=== Instructions for the task ===
Copy out the lines below that hold the word "Option".

=== Available data ===
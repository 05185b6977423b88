//! Definitions of CLI arguments and commands for deploy scripts

use std::{
    fmt::{self, Display},
    path::{Path, PathBuf},
    str::FromStr,
    time::Duration,
};

use alloy::{primitives::Address, signers::local::PrivateKeySigner};
use clap::{Args, Parser, Subcommand, ValueEnum};

use crate::{
    commands::{deploy, dry_run, remap, show_plan},
    constants::{
        ADMIN_ADDRESS_KEY, DEFAULT_ARTIFACTS_DIR, DEFAULT_CONFIRMATION_TIMEOUT_SECS,
        DEFAULT_REMAPPINGS_FILE, LOCALHOST_RPC_URL, NETWORK_ENV_VAR, PORCINI_RPC_URL,
        PRIVATE_KEY_ENV_VAR, PUBLIC_ADDRESS_ENV_VAR, ROOT_RPC_URL, RPC_URL_ENV_VAR, SEED_RPC_URL,
    },
    deployments::read_deployments,
    errors::ScriptError,
    plan::DeploymentPlan,
    presets::Preset,
    types::ExternalAddresses,
};

/// Deploy contracts to an EVM chain from a deployment plan
#[derive(Parser)]
#[command(author, version, about, long_about = None)]
pub struct Cli {
    /// Private key of the deployer
    #[arg(short, long, env = PRIVATE_KEY_ENV_VAR, hide_env_values = true)]
    pub priv_key: Option<String>,

    /// The named network to deploy to
    #[arg(short, long, env = NETWORK_ENV_VAR, default_value = "localhost")]
    pub network: Network,

    /// Network RPC URL, overriding that of the named network
    #[arg(short, long, env = RPC_URL_ENV_VAR)]
    pub rpc_url: Option<String>,

    /// Upgrade admin of deployed proxies, available to plans as `admin`
    #[arg(long, env = PUBLIC_ADDRESS_ENV_VAR)]
    pub admin: Option<String>,

    /// An additional address available to plans, as `NAME=ADDRESS`
    #[arg(short, long = "external", value_parser = parse_external)]
    pub externals: Vec<(String, Address)>,

    /// A deployments file from an earlier run, whose addresses are made
    /// available to plans by step label
    #[arg(long)]
    pub import_deployments: Option<PathBuf>,

    /// The Hardhat artifacts directory
    #[arg(long, default_value = DEFAULT_ARTIFACTS_DIR)]
    pub artifacts: PathBuf,

    /// Seconds to wait for each transaction to be confirmed
    #[arg(long, default_value_t = DEFAULT_CONFIRMATION_TIMEOUT_SECS)]
    pub confirmation_timeout: u64,

    /// Path to the file in which deployed addresses are recorded
    #[arg(short, long)]
    pub deployments_path: Option<PathBuf>,

    /// The command to run
    #[command(subcommand)]
    pub command: Command,
}

impl Cli {
    /// Run the selected command
    pub async fn run(self) -> Result<(), ScriptError> {
        match &self.command {
            Command::Deploy(args) => deploy(args, &self).await,
            Command::DryRun(args) => dry_run(args, &self).await,
            Command::ShowPlan(args) => show_plan(args),
            Command::Remap(args) => remap(args),
        }
    }

    /// The RPC URL to connect to
    pub fn rpc_url(&self) -> String {
        self.rpc_url
            .clone()
            .unwrap_or_else(|| self.network.rpc_url().to_string())
    }

    /// The deployer's signer
    pub fn signer(&self) -> Result<PrivateKeySigner, ScriptError> {
        let priv_key = self.priv_key.as_deref().ok_or_else(|| {
            ScriptError::Configuration(format!(
                "no private key, set {PRIVATE_KEY_ENV_VAR} or pass --priv-key"
            ))
        })?;

        // The parse error is not propagated, as it may echo the key
        PrivateKeySigner::from_str(priv_key)
            .map_err(|_| ScriptError::Configuration("malformed private key".to_string()))
    }

    /// The confirmation timeout for each transaction
    pub fn confirmation_timeout(&self) -> Duration {
        Duration::from_secs(self.confirmation_timeout)
    }

    /// The configured addresses available to plans.
    ///
    /// Explicit `--external` values take precedence over the admin, which in
    /// turn takes precedence over imported deployments.
    pub fn externals(&self) -> Result<ExternalAddresses, ScriptError> {
        let mut externals = match &self.import_deployments {
            Some(path) => read_deployments(path)?,
            None => ExternalAddresses::new(),
        };

        if let Some(admin) = &self.admin {
            let address = Address::from_str(admin).map_err(|e| {
                ScriptError::Configuration(format!("malformed admin address: {e}"))
            })?;
            externals.insert(ADMIN_ADDRESS_KEY.to_string(), address);
        }

        externals.extend(self.externals.iter().cloned());
        Ok(externals)
    }
}

/// Parse a `NAME=ADDRESS` pair
fn parse_external(s: &str) -> Result<(String, Address), String> {
    let (name, address) = s
        .split_once('=')
        .ok_or_else(|| format!("expected NAME=ADDRESS, got `{s}`"))?;
    let address = Address::from_str(address.trim()).map_err(|e| e.to_string())?;

    Ok((name.trim().to_string(), address))
}

/// The deploy script commands
#[derive(Subcommand)]
pub enum Command {
    /// Deploy a plan to the network
    Deploy(PlanArgs),
    /// Preview the addresses a plan would deploy to, without sending
    /// any transactions
    DryRun(DryRunArgs),
    /// Print the steps of a plan
    ShowPlan(PlanArgs),
    /// Rewrite import paths in Solidity sources
    Remap(RemapArgs),
}

/// Selects the plan to execute
#[derive(Args)]
#[group(required = true, multiple = false)]
pub struct PlanArgs {
    /// A built-in plan
    #[arg(long)]
    pub preset: Option<Preset>,

    /// A JSON plan file
    #[arg(long)]
    pub plan: Option<PathBuf>,
}

impl PlanArgs {
    /// Build or read the selected plan
    pub fn load(&self) -> Result<DeploymentPlan, ScriptError> {
        match (&self.preset, &self.plan) {
            (Some(preset), None) => preset.plan(),
            (None, Some(path)) => DeploymentPlan::from_file(path),
            _ => Err(ScriptError::Configuration(
                "exactly one of --preset and --plan is required".to_string(),
            )),
        }
    }

    /// A name for the selected plan, for logging
    pub fn name(&self) -> String {
        match (&self.preset, &self.plan) {
            (Some(preset), _) => preset.to_string(),
            (None, Some(path)) => path.display().to_string(),
            (None, None) => String::new(),
        }
    }
}

/// Preview a plan's deployment against a simulated chain
#[derive(Args)]
pub struct DryRunArgs {
    /// The plan to preview
    #[command(flatten)]
    pub plan: PlanArgs,

    /// The deployer nonce to simulate from. If omitted, the deployer's
    /// current nonce is fetched from the network.
    #[arg(long)]
    pub nonce: Option<u64>,

    /// The deployer address to simulate from a given nonce, in place of
    /// the private key's address
    #[arg(long, requires = "nonce")]
    pub deployer: Option<Address>,
}

impl DryRunArgs {
    /// The address to simulate the deployment from. Only reads the private
    /// key if no deployer address was given.
    pub fn deployer(&self, cli: &Cli) -> Result<Address, ScriptError> {
        match self.deployer {
            Some(deployer) => Ok(deployer),
            None => Ok(cli.signer()?.address()),
        }
    }
}

/// Rewrite import paths in Solidity sources, in place
#[derive(Args)]
pub struct RemapArgs {
    /// The remappings file, one `from=to` rule per line
    #[arg(long, default_value = DEFAULT_REMAPPINGS_FILE)]
    pub remappings: PathBuf,

    /// The source files to rewrite
    #[arg(required = true)]
    pub files: Vec<PathBuf>,
}

impl RemapArgs {
    /// The source files to rewrite
    pub fn files(&self) -> impl Iterator<Item = &Path> {
        self.files.iter().map(PathBuf::as_path)
    }
}

/// The networks with well-known RPC endpoints
#[derive(ValueEnum, Copy, Clone, Debug, PartialEq, Eq)]
pub enum Network {
    /// A local development node
    Localhost,
    /// A local seed node
    Seed,
    /// The Porcini testnet
    Porcini,
    /// The Root mainnet
    Root,
}

impl Network {
    /// The network's RPC URL
    pub fn rpc_url(&self) -> &'static str {
        match self {
            Network::Localhost => LOCALHOST_RPC_URL,
            Network::Seed => SEED_RPC_URL,
            Network::Porcini => PORCINI_RPC_URL,
            Network::Root => ROOT_RPC_URL,
        }
    }
}

impl Display for Network {
    fn fmt(&self, f: &mut fmt::Formatter<'_>) -> fmt::Result {
        match self {
            Network::Localhost => write!(f, "localhost"),
            Network::Seed => write!(f, "seed"),
            Network::Porcini => write!(f, "porcini"),
            Network::Root => write!(f, "root"),
        }
    }
}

=== Response area ===
    pub priv_key: Option<String>,
    pub rpc_url: Option<String>,
    pub admin: Option<String>,
    pub import_deployments: Option<PathBuf>,
    pub deployments_path: Option<PathBuf>,
    pub preset: Option<Preset>,
    pub plan: Option<PathBuf>,
    pub nonce: Option<u64>,
    pub deployer: Option<Address>,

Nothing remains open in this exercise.